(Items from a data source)

====

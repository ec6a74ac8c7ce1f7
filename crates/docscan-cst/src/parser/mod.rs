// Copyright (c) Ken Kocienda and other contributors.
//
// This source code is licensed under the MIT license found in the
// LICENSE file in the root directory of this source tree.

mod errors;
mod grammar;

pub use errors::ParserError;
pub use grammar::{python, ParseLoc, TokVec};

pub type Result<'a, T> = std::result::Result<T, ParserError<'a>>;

====

TASK REQUIREMENTS. The data must be given again in full, exactly as written.

TASK OUTPUT.
repository ec6a74ac8c7ce1f7
filename crates/docscan-cst/src/parser/mod.rs
// Copyright (c) Ken Kocienda and other contributors.
//
// This source code is licensed under the MIT license found in the
// LICENSE file in the root directory of this source tree.

mod errors;
mod grammar;

pub use errors::ParserError;
pub use grammar::{python, ParseLoc, TokVec};

pub type Result<'a, T> = std::result::Result<T, ParserError<'a>>;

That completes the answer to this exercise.